Overview
My 33+ year career at The Jackson Laboratory has concentrated on the interaction between genetic and environmental factors that predispose inbred mouse strains to development of both forms of diabetes: autoimmune and non-autoimmune forms of type 1 insulin-dependent diabetes (T1D), and type 2 diabetes, associated with insulin resistance and obesity. I am in the process of closing my active research career but will continue to be involved with diabetes resources development and management at the Laboratory under the aegis of the Type 1 Diabetes Resource (T1DR). The T1DR imports or, as necessary, develops genetically modified stocks of non-obese diabetic (NOD) mice important for diabetes research.
Scientific report
Genetics and Pathogenesis of Diabetes and Inflammatory Bowel Disease in Mice
My 33+ year career at The Jackson Laboratory has concentrated on the interaction between genetic and environmental factors that predispose inbred mouse strains to development of both forms of diabetes: autoimmune and non-autoimmune forms of Type I insulin-dependent diabetes (T1D), and Type 2 diabetes, associated with insulin resistance and obesity.

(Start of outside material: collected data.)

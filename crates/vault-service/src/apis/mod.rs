//! Request handling behind each HTTP route.
//!
//! Every module turns its domain errors into [`vault_types::APIError`] so the
//! router only deals with one error type.

pub mod clearform;
pub mod compliance;
pub mod credits;
pub mod orders;
pub mod webhooks;
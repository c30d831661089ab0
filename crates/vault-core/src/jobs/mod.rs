//! Background jobs and the scheduler that drives them.
//!
//! Every job is a poller: each tick it reads the orders (or other records)
//! it is responsible for and pushes them one step forward. A failure on one
//! item is logged and counted; the rest of the batch still runs.

pub mod cleanup;
pub mod delivery;
pub mod follow_ups;
pub mod sla_monitor;
pub mod workflow;

pub use cleanup::StorageCleanupJob;
pub use delivery::OrderDeliveryJob;
pub use follow_ups::LeadFollowUpJob;
pub use sla_monitor::SlaMonitorJob;
pub use workflow::WorkflowAutomationJob;

use crate::handlers::HandlerError;
use crate::state::OrderStateError;
use async_trait::async_trait;
use std::sync::Arc;
use std::time::Duration;
use thiserror::Error;
use tokio::sync::watch;
use tokio::task::JoinHandle;
use tokio::time::MissedTickBehavior;
use vault_storage::StorageError;

/// Errors that abort a whole job run.
#[derive(Debug, Error)]
pub enum JobError {
	#[error("State error: {0}")]
	State(#[from] OrderStateError),
	#[error("Handler error: {0}")]
	Handler(#[from] HandlerError),
	#[error("Storage error: {0}")]
	Storage(#[from] StorageError),
}

/// Counts for one run of a job.
#[derive(Debug, Default, Clone, Copy, PartialEq, Eq)]
pub struct JobReport {
	pub processed: usize,
	pub succeeded: usize,
	pub failed: usize,
	/// Items another worker moved first, or that no longer qualified.
	pub skipped: usize,
}

impl JobReport {
	pub fn success(&mut self) {
		self.processed += 1;
		self.succeeded += 1;
	}

	pub fn failure(&mut self) {
		self.processed += 1;
		self.failed += 1;
	}

	pub fn skip(&mut self) {
		self.processed += 1;
		self.skipped += 1;
	}

	pub fn merge(&mut self, other: JobReport) {
		self.processed += other.processed;
		self.succeeded += other.succeeded;
		self.failed += other.failed;
		self.skipped += other.skipped;
	}
}

#[async_trait]
pub trait Job: Send + Sync {
	fn name(&self) -> &'static str;

	fn interval(&self) -> Duration;

	async fn run_once(&self) -> Result<JobReport, JobError>;
}

/// Runs registered jobs on their own intervals until shutdown is signalled.
#[derive(Default)]
pub struct Scheduler {
	jobs: Vec<Arc<dyn Job>>,
}

impl Scheduler {
	pub fn new() -> Self {
		Self::default()
	}

	pub fn register(&mut self, job: Arc<dyn Job>) -> &mut Self {
		self.jobs.push(job);
		self
	}

	pub fn job_names(&self) -> Vec<&'static str> {
		self.jobs.iter().map(|job| job.name()).collect()
	}

	/// Spawns one task per job. Each task awaits its own run before the next
	/// tick, so a job never overlaps itself; ticks missed meanwhile are
	/// dropped.
	pub fn start(&self, shutdown: watch::Receiver<bool>) -> Vec<JoinHandle<()>> {
		self.jobs
			.iter()
			.cloned()
			.map(|job| tokio::spawn(run_job(job, shutdown.clone())))
			.collect()
	}
}

async fn run_job(job: Arc<dyn Job>, mut shutdown: watch::Receiver<bool>) {
	let mut interval = tokio::time::interval(job.interval());
	interval.set_missed_tick_behavior(MissedTickBehavior::Skip);
	tracing::info!(job = job.name(), interval_secs = job.interval().as_secs(), "Job started");

	loop {
		tokio::select! {
			_ = interval.tick() => {
				match job.run_once().await {
					Ok(report) if report.processed > 0 => {
						tracing::info!(
							job = job.name(),
							processed = report.processed,
							succeeded = report.succeeded,
							failed = report.failed,
							skipped = report.skipped,
							"Job run finished"
						);
					},
					Ok(_) => {},
					Err(e) => {
						tracing::error!(job = job.name(), error = %e, "Job run failed");
					},
				}
			}
			changed = shutdown.changed() => {
				if changed.is_err() || *shutdown.borrow() {
					break;
				}
			}
		}
	}
	tracing::info!(job = job.name(), "Job stopped");
}

/// True when the order's status moved under us; counted as a skip.
pub(crate) fn is_race(error: &HandlerError) -> bool {
	matches!(
		error,
		HandlerError::State(OrderStateError::InvalidTransition { .. })
	)
}

#[cfg(test)]
mod tests {
	use super::*;
	use std::sync::atomic::{AtomicUsize, Ordering};

	struct Counter {
		runs: AtomicUsize,
	}

	#[async_trait]
	impl Job for Counter {
		fn name(&self) -> &'static str {
			"counter"
		}

		fn interval(&self) -> Duration {
			Duration::from_millis(10)
		}

		async fn run_once(&self) -> Result<JobReport, JobError> {
			self.runs.fetch_add(1, Ordering::SeqCst);
			let mut report = JobReport::default();
			report.success();
			Ok(report)
		}
	}

	#[tokio::test]
	async fn test_scheduler_runs_until_shutdown() {
		let job = Arc::new(Counter {
			runs: AtomicUsize::new(0),
		});
		let mut scheduler = Scheduler::new();
		scheduler.register(job.clone());
		assert_eq!(scheduler.job_names(), vec!["counter"]);

		let (tx, rx) = watch::channel(false);
		let handles = scheduler.start(rx);
		tokio::time::sleep(Duration::from_millis(60)).await;
		tx.send(true).unwrap();
		for handle in handles {
			handle.await.unwrap();
		}

		let runs = job.runs.load(Ordering::SeqCst);
		assert!(runs >= 2, "expected several runs, got {runs}");
		tokio::time::sleep(Duration::from_millis(30)).await;
		assert_eq!(job.runs.load(Ordering::SeqCst), runs);
	}

	#[test]
	fn test_report_merge() {
		let mut a = JobReport::default();
		a.success();
		a.skip();
		let mut b = JobReport::default();
		b.failure();
		a.merge(b);
		assert_eq!(
			a,
			JobReport {
				processed: 3,
				succeeded: 1,
				failed: 1,
				skipped: 1
			}
		);
	}
}
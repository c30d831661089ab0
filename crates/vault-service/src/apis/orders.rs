//! Order read and staff/client action endpoints.

use std::str::FromStr;
use vault_core::{HandlerError, OrderStateError, VaultEngine};
use vault_types::{truncate_id, APIError, OrderActionRequest, OrderResponse};

/// Actions accepted on `POST /api/orders/{id}/actions/{action}`.
#[derive(Debug, Clone, Copy, PartialEq, Eq)]
pub enum OrderAction {
	MarkPaid,
	Approve,
	RequestRegeneration,
	RequestInput,
	SubmitInput,
	Cancel,
	Retry,
	Archive,
}

impl FromStr for OrderAction {
	type Err = APIError;

	fn from_str(s: &str) -> Result<Self, Self::Err> {
		match s {
			"mark-paid" => Ok(Self::MarkPaid),
			"approve" => Ok(Self::Approve),
			"request-regeneration" => Ok(Self::RequestRegeneration),
			"request-input" => Ok(Self::RequestInput),
			"submit-input" => Ok(Self::SubmitInput),
			"cancel" => Ok(Self::Cancel),
			"retry" => Ok(Self::Retry),
			"archive" => Ok(Self::Archive),
			other => Err(APIError::bad_request(
				"UNKNOWN_ACTION",
				format!("Unknown order action: {}", other),
			)),
		}
	}
}

pub fn state_error(e: OrderStateError) -> APIError {
	match e {
		OrderStateError::OrderNotFound(id) => {
			APIError::not_found("ORDER_NOT_FOUND", format!("Order not found: {}", id))
		},
		e @ OrderStateError::InvalidTransition { .. } => {
			APIError::conflict("INVALID_TRANSITION", e.to_string())
		},
		e @ OrderStateError::VersionLocked(_) => APIError::conflict("VERSION_LOCKED", e.to_string()),
		e @ OrderStateError::NoDocuments(_) => APIError::conflict("NO_DOCUMENTS", e.to_string()),
		OrderStateError::Storage(e) => APIError::internal(e.to_string()),
	}
}

pub fn handler_error(e: HandlerError) -> APIError {
	match e {
		HandlerError::State(e) => state_error(e),
		HandlerError::Notification(message) => APIError::internal(message),
	}
}

pub async fn get_order(id: &str, engine: &VaultEngine) -> Result<OrderResponse, APIError> {
	let order = engine
		.state_machine()
		.get_order(id)
		.await
		.map_err(state_error)?;
	Ok(OrderResponse::from(&order))
}

fn required_note(request: &OrderActionRequest, what: &str) -> Result<String, APIError> {
	match request.note.as_deref().map(str::trim) {
		Some(note) if !note.is_empty() => Ok(note.to_string()),
		_ => Err(APIError::bad_request(
			"MISSING_NOTE",
			format!("A note is required: {}", what),
		)),
	}
}

/// Applies one action on behalf of `request.actor`.
pub async fn perform_action(
	id: &str,
	action: &str,
	request: OrderActionRequest,
	engine: &VaultEngine,
) -> Result<OrderResponse, APIError> {
	let action = OrderAction::from_str(action)?;
	let actor = request.actor.trim();
	if actor.is_empty() {
		return Err(APIError::bad_request("MISSING_ACTOR", "actor is required"));
	}
	tracing::info!(order_id = %truncate_id(id), ?action, actor, "Order action requested");

	let actions = engine.actions();
	let order = match action {
		OrderAction::MarkPaid => {
			let reference = required_note(&request, "payment reference")?;
			actions.mark_paid(id, &reference, actor).await
		},
		OrderAction::Approve => actions.approve(id, actor, request.note.clone()).await,
		OrderAction::RequestRegeneration => {
			let notes = required_note(&request, "regeneration notes")?;
			actions.request_regeneration(id, actor, &notes).await
		},
		OrderAction::RequestInput => {
			let question = required_note(&request, "question for the client")?;
			actions.request_client_input(id, actor, &question).await
		},
		OrderAction::SubmitInput => {
			if request.inputs.is_empty() {
				return Err(APIError::bad_request("MISSING_INPUTS", "inputs cannot be empty"));
			}
			actions.submit_client_input(id, actor, request.inputs.clone()).await
		},
		OrderAction::Cancel => actions.cancel(id, actor, request.note.clone()).await,
		OrderAction::Retry => actions.retry(id, actor).await,
		OrderAction::Archive => actions.archive(id, actor).await,
	}
	.map_err(handler_error)?;

	Ok(OrderResponse::from(&order))
}
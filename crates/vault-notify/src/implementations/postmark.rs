//! Postmark email backend.
//!
//! Sends through the Postmark `/email` endpoint. Transactional and marketing
//! mail go out on separate message streams, as Postmark requires.

use crate::{
	EmailCategory, EmailMessage, NotificationError, NotificationFactory, NotificationInterface,
	NotificationRegistry,
};
use async_trait::async_trait;
use reqwest::Client;
use serde_json::json;
use std::time::Duration;
use vault_types::{
	ConfigSchema, Field, FieldType, ImplementationRegistry, Schema, SecretString, ValidationError,
};

const DEFAULT_API_URL: &str = "https://api.postmarkapp.com";

pub struct PostmarkNotifier {
	client: Client,
	api_url: String,
	server_token: SecretString,
	transactional_stream: String,
	marketing_stream: String,
}

impl PostmarkNotifier {
	pub fn new(
		api_url: impl Into<String>,
		server_token: SecretString,
		timeout: Duration,
	) -> Result<Self, NotificationError> {
		let client = Client::builder()
			.timeout(timeout)
			.build()
			.map_err(|e| NotificationError::Configuration(e.to_string()))?;
		Ok(Self {
			client,
			api_url: api_url.into().trim_end_matches('/').to_string(),
			server_token,
			transactional_stream: "outbound".to_string(),
			marketing_stream: "broadcast".to_string(),
		})
	}

	fn stream_for(&self, category: EmailCategory) -> &str {
		match category {
			EmailCategory::Transactional => &self.transactional_stream,
			EmailCategory::Marketing => &self.marketing_stream,
		}
	}

	fn payload(&self, from: &str, message: &EmailMessage) -> serde_json::Value {
		let mut body = json!({
			"From": from,
			"To": message.to,
			"Subject": message.subject,
			"TextBody": message.body,
			"MessageStream": self.stream_for(message.category),
		});
		if let Some(tag) = &message.tag {
			body["Tag"] = json!(tag);
		}
		body
	}
}

#[async_trait]
impl NotificationInterface for PostmarkNotifier {
	fn config_schema(&self) -> Box<dyn ConfigSchema> {
		Box::new(PostmarkSchema)
	}

	async fn send(&self, from: &str, message: &EmailMessage) -> Result<(), NotificationError> {
		let response = self
			.client
			.post(format!("{}/email", self.api_url))
			.header("Accept", "application/json")
			.header("X-Postmark-Server-Token", self.server_token.expose_secret())
			.json(&self.payload(from, message))
			.send()
			.await
			.map_err(|e| NotificationError::Delivery(format!("Postmark request failed: {}", e)))?;

		if !response.status().is_success() {
			let status = response.status();
			let body = response
				.text()
				.await
				.unwrap_or_else(|_| "<failed to read body>".to_string());
			return Err(NotificationError::Delivery(format!(
				"Postmark returned {}: {}",
				status, body
			)));
		}
		Ok(())
	}
}

pub struct PostmarkSchema;

impl ConfigSchema for PostmarkSchema {
	fn validate(&self, config: &toml::Value) -> Result<(), ValidationError> {
		let schema = Schema::new(
			vec![Field::new("server_token", FieldType::String).with_validator(|value| {
				match value.as_str() {
					Some(s) if !s.trim().is_empty() => Ok(()),
					_ => Err("server_token cannot be empty".to_string()),
				}
			})],
			vec![
				Field::new("api_url", FieldType::String),
				Field::new("transactional_stream", FieldType::String),
				Field::new("marketing_stream", FieldType::String),
				Field::new(
					"timeout_seconds",
					FieldType::Integer {
						min: Some(1),
						max: Some(120),
					},
				),
			],
		);
		schema.validate(config)
	}
}

/// Builds a Postmark backend.
///
/// Configuration parameters:
/// - `server_token`: Postmark server API token (required)
/// - `api_url`: override for tests (default `https://api.postmarkapp.com`)
/// - `transactional_stream` / `marketing_stream`: message stream ids
/// - `timeout_seconds`: request timeout (default 10)
pub fn create_notifier(
	config: &toml::Value,
) -> Result<Box<dyn NotificationInterface>, NotificationError> {
	PostmarkSchema
		.validate(config)
		.map_err(|e| NotificationError::Configuration(e.to_string()))?;

	let token = config
		.get("server_token")
		.and_then(|v| v.as_str())
		.unwrap_or_default();
	let api_url = config
		.get("api_url")
		.and_then(|v| v.as_str())
		.unwrap_or(DEFAULT_API_URL);
	let timeout = config
		.get("timeout_seconds")
		.and_then(|v| v.as_integer())
		.unwrap_or(10) as u64;

	let mut notifier =
		PostmarkNotifier::new(api_url, SecretString::from(token), Duration::from_secs(timeout))?;
	if let Some(stream) = config.get("transactional_stream").and_then(|v| v.as_str()) {
		notifier.transactional_stream = stream.to_string();
	}
	if let Some(stream) = config.get("marketing_stream").and_then(|v| v.as_str()) {
		notifier.marketing_stream = stream.to_string();
	}
	Ok(Box::new(notifier))
}

pub struct Registry;

impl ImplementationRegistry for Registry {
	const NAME: &'static str = "postmark";
	type Factory = NotificationFactory;

	fn factory() -> Self::Factory {
		create_notifier
	}
}

impl NotificationRegistry for Registry {}

#[cfg(test)]
mod tests {
	use super::*;

	fn notifier() -> PostmarkNotifier {
		PostmarkNotifier::new(
			"https://postmark.test/",
			SecretString::from("token"),
			Duration::from_secs(5),
		)
		.unwrap()
	}

	#[test]
	fn test_payload_uses_stream_per_category() {
		let notifier = notifier();
		let message = EmailMessage::marketing("a@example.com", "News", "Body").with_tag("nurture");
		let body = notifier.payload("from@example.com", &message);
		assert_eq!(body["MessageStream"], "broadcast");
		assert_eq!(body["Tag"], "nurture");
		assert_eq!(body["To"], "a@example.com");

		let receipt = EmailMessage::transactional("a@example.com", "Receipt", "Body");
		let body = notifier.payload("from@example.com", &receipt);
		assert_eq!(body["MessageStream"], "outbound");
		assert!(body.get("Tag").is_none());
	}

	#[test]
	fn test_api_url_trailing_slash_trimmed() {
		assert_eq!(notifier().api_url, "https://postmark.test");
	}

	#[test]
	fn test_missing_token_rejected() {
		let config: toml::Value = toml::from_str("api_url = \"https://x\"").unwrap();
		assert!(create_notifier(&config).is_err());

		let config: toml::Value = toml::from_str("server_token = \"  \"").unwrap();
		assert!(create_notifier(&config).is_err());
	}
}
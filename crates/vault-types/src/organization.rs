//! Organization records.

use serde::{Deserialize, Serialize};

#[derive(Debug, Clone, Copy, Serialize, Deserialize, PartialEq, Eq)]
#[serde(rename_all = "SCREAMING_SNAKE_CASE")]
pub enum MemberRole {
	Owner,
	Admin,
	Member,
}

#[derive(Debug, Clone, Serialize, Deserialize, PartialEq, Eq)]
pub struct Member {
	pub user_id: String,
	pub role: MemberRole,
	pub joined_at: u64,
}

/// A tenant organization. Each user owns at most one.
#[derive(Debug, Clone, Serialize, Deserialize)]
pub struct Organization {
	pub id: String,
	pub name: String,
	pub owner_id: String,
	#[serde(default)]
	pub members: Vec<Member>,
	pub created_at: u64,
}

impl Organization {
	pub fn member(&self, user_id: &str) -> Option<&Member> {
		self.members.iter().find(|m| m.user_id == user_id)
	}
}
//! Delivery of approved orders.

use super::{is_race, Job, JobError, JobReport};
use crate::handlers::DeliveryHandler;
use crate::state::OrderStateMachine;
use async_trait::async_trait;
use std::sync::Arc;
use std::time::Duration;
use vault_types::{truncate_id, OrderStatus};

pub struct OrderDeliveryJob {
	state_machine: Arc<OrderStateMachine>,
	delivery: Arc<DeliveryHandler>,
	interval: Duration,
	batch_size: usize,
}

impl OrderDeliveryJob {
	pub fn new(
		state_machine: Arc<OrderStateMachine>,
		delivery: Arc<DeliveryHandler>,
		interval: Duration,
		batch_size: usize,
	) -> Self {
		Self {
			state_machine,
			delivery,
			interval,
			batch_size,
		}
	}
}

#[async_trait]
impl Job for OrderDeliveryJob {
	fn name(&self) -> &'static str {
		"order_delivery"
	}

	fn interval(&self) -> Duration {
		self.interval
	}

	async fn run_once(&self) -> Result<JobReport, JobError> {
		let mut report = JobReport::default();
		let ready = self
			.state_machine
			.list_by_status(OrderStatus::Finalising)
			.await?;

		for order in ready.into_iter().take(self.batch_size) {
			match self.delivery.deliver(&order.id).await {
				Ok(_) => report.success(),
				Err(e) if is_race(&e) => report.skip(),
				Err(e) => {
					// Stays in FINALISING; picked up again next tick.
					tracing::warn!(order_id = %truncate_id(&order.id), error = %e, "Delivery failed");
					report.failure();
				},
			}
		}
		Ok(report)
	}
}

#[cfg(test)]
mod tests {
	use super::*;
	use crate::test_support::Harness;

	#[tokio::test]
	async fn test_delivers_and_retries_after_email_failure() {
		let harness = Harness::new().await;
		let order = harness.finalising_order().await;
		let job = OrderDeliveryJob::new(
			harness.state_machine.clone(),
			harness.delivery.clone(),
			Duration::from_secs(60),
			10,
		);

		harness.mailer.fail_next_sends(true);
		let report = job.run_once().await.unwrap();
		assert_eq!(report.failed, 1);

		harness.mailer.fail_next_sends(false);
		let report = job.run_once().await.unwrap();
		assert_eq!(report.succeeded, 1);
		let stored = harness.state_machine.get_order(&order.id).await.unwrap();
		assert_eq!(stored.status, OrderStatus::Completed);

		let report = job.run_once().await.unwrap();
		assert_eq!(report.processed, 0);
	}
}
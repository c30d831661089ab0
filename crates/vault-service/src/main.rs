//! Main entry point for the Compliance Vault Pro service.
//!
//! Loads the configuration, wires the configured storage, mail and document
//! backends into a vault engine, then runs the background jobs and (when
//! enabled) the HTTP API until interrupted.

use clap::Parser;
use std::collections::HashMap;
use std::path::PathBuf;
use std::sync::Arc;
use vault_config::Config;
use vault_core::{VaultBuilder, VaultEngine, VaultFactories};

mod apis;
mod server;

/// Command-line arguments for the vault service.
#[derive(Parser, Debug)]
#[command(author, version, about, long_about = None)]
struct Args {
	/// Path to configuration file
	#[arg(short, long, default_value = "config.toml")]
	config: PathBuf,

	/// Log level (trace, debug, info, warn, error)
	#[arg(short, long, default_value = "info")]
	log_level: String,
}

#[tokio::main]
async fn main() -> Result<(), Box<dyn std::error::Error>> {
	let args = Args::parse();

	use tracing_subscriber::{fmt, EnvFilter};

	let env_filter =
		EnvFilter::try_from_default_env().unwrap_or_else(|_| EnvFilter::new(&args.log_level));

	fmt()
		.with_env_filter(env_filter)
		.with_thread_ids(true)
		.with_target(true)
		.init();

	tracing::info!("Started vault");

	let config = Config::from_file(&args.config).await?;
	tracing::info!(
		"Loaded configuration [{}] ({})",
		config.service.id,
		config.service.environment
	);

	let engine = Arc::new(build_vault(config.clone())?);

	match config.api.clone().filter(|api| api.enabled) {
		Some(api_config) => {
			let engine_task = engine.run();
			let api_task = server::start_server(api_config, Arc::clone(&engine));

			tokio::select! {
				result = engine_task => {
					tracing::info!("Vault engine finished");
					result?;
				}
				result = api_task => {
					tracing::info!("API server finished");
					result?;
				}
			}
		},
		None => {
			tracing::info!("Starting vault engine only");
			engine.run().await?;
		},
	}

	tracing::info!("Stopped vault");
	Ok(())
}

/// Indexes (name, factory) pairs for lookup by configured name.
fn factory_map<F>(implementations: Vec<(&'static str, F)>) -> HashMap<String, F> {
	implementations
		.into_iter()
		.map(|(name, factory)| (name.to_owned(), factory))
		.collect()
}

/// Builds the vault engine with every built-in backend registered.
fn build_vault(config: Config) -> Result<VaultEngine, Box<dyn std::error::Error>> {
	let factories = VaultFactories {
		storage_factories: factory_map(vault_storage::get_all_implementations()),
		notification_factories: factory_map(vault_notify::get_all_implementations()),
		document_factories: factory_map(vault_documents::get_all_implementations()),
	};

	Ok(VaultBuilder::new(config).build(factories)?)
}

#[cfg(test)]
mod tests {
	use super::*;
	use std::str::FromStr;
	use tempfile::tempdir;

	const CONFIG: &str = r#"
[service]
id = "vault-test"

[storage]
primary = "memory"
[storage.implementations.memory]

[notifications]
primary = "log"
from_address = "orders@example.co.uk"
operations_address = "ops@example.co.uk"
[notifications.implementations.log]

[documents]
primary = "template"
[documents.implementations.template]
"#;

	#[test]
	fn test_args_defaults() {
		let args = Args::parse_from(["vault"]);
		assert_eq!(args.config, PathBuf::from("config.toml"));
		assert_eq!(args.log_level, "info");

		let args = Args::parse_from(["vault", "--config", "/etc/vault.toml", "-l", "debug"]);
		assert_eq!(args.config, PathBuf::from("/etc/vault.toml"));
		assert_eq!(args.log_level, "debug");
	}

	#[test]
	fn test_build_vault_with_builtin_backends() {
		let config = Config::from_str(CONFIG).unwrap();
		let engine = build_vault(config).unwrap();
		assert_eq!(engine.config().service.id, "vault-test");
	}

	#[test]
	fn test_factory_map_lists_every_backend() {
		let mut storage: Vec<_> = factory_map(vault_storage::get_all_implementations())
			.into_keys()
			.collect();
		storage.sort();
		assert_eq!(storage, ["file", "memory"]);

		let notify = factory_map(vault_notify::get_all_implementations());
		assert!(notify.contains_key("log") && notify.contains_key("postmark"));

		let documents = factory_map(vault_documents::get_all_implementations());
		assert!(documents.contains_key("template") && documents.contains_key("llm"));
	}

	#[tokio::test]
	async fn test_build_vault_with_file_storage() {
		let dir = tempdir().unwrap();
		let config = CONFIG.replace(
			"primary = \"memory\"\n[storage.implementations.memory]",
			&format!(
				"primary = \"file\"\n[storage.implementations.file]\nstorage_path = \"{}\"",
				dir.path().display()
			),
		);
		let engine = build_vault(Config::from_str(&config).unwrap()).unwrap();
		engine.initialize().await.unwrap();
	}

	#[test]
	fn test_unknown_backend_is_rejected() {
		let config = CONFIG
			.replace("primary = \"log\"", "primary = \"sendgrid\"")
			.replace(
				"[notifications.implementations.log]",
				"[notifications.implementations.sendgrid]",
			);
		let err = build_vault(Config::from_str(&config).unwrap())
			.err()
			.unwrap();
		assert!(err.to_string().contains("sendgrid"));
	}
}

With collaborators, I have also contributed an analysis of the genetic basis for differential inbred strain susceptibility to development of inflammatory bowel disease. At this writing, I am in the process of closing my active research career but will continue to be involved with diabetes resources development and management at the Laboratory. The studies described below done under the aegis of The Type 1 Diabetes Resource at The Jackson Laboratory emphasize the importance of thoroughly characterizing genetically manipulated mouse models used in diabetes research.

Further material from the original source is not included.